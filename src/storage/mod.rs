pub mod config;
pub mod snapshot;

use crate::schedule::{Absence, AbsenceStatus, Appointment, AppointmentDraft, User, Vehicle};

pub use snapshot::{SnapshotStore, StoreError};

/// The persistence collaborator: full-collection reads plus the few writes the
/// scheduling core hands back. Collections come back in insertion order.
pub trait ScheduleStore {
    fn all_appointments(&self) -> Result<Vec<Appointment>, StoreError>;
    fn all_absences(&self) -> Result<Vec<Absence>, StoreError>;
    fn all_users(&self) -> Result<Vec<User>, StoreError>;
    fn all_vehicles(&self) -> Result<Vec<Vehicle>, StoreError>;

    fn create_appointments(&self, drafts: Vec<AppointmentDraft>) -> Result<Vec<Appointment>, StoreError>;
    fn delete_appointments(&self, ids: &[String]) -> Result<usize, StoreError>;

    fn create_absence(&self, absence: Absence) -> Result<Absence, StoreError>;
    fn set_absence_status(&self, id: &str, status: AbsenceStatus) -> Result<Absence, StoreError>;

    fn upsert_user(&self, user: &User) -> Result<(), StoreError>;
    fn upsert_vehicle(&self, vehicle: &Vehicle) -> Result<(), StoreError>;
}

◇ ◇ ◇ ◇

▶ Problem to solve
Report, from the entries above, each line where "AbsenceStatus" is found.

▶ Solution
use crate::schedule::{Absence, AbsenceStatus, Appointment, AppointmentDraft, User, Vehicle};
    fn set_absence_status(&self, id: &str, status: AbsenceStatus) -> Result<Absence, StoreError>;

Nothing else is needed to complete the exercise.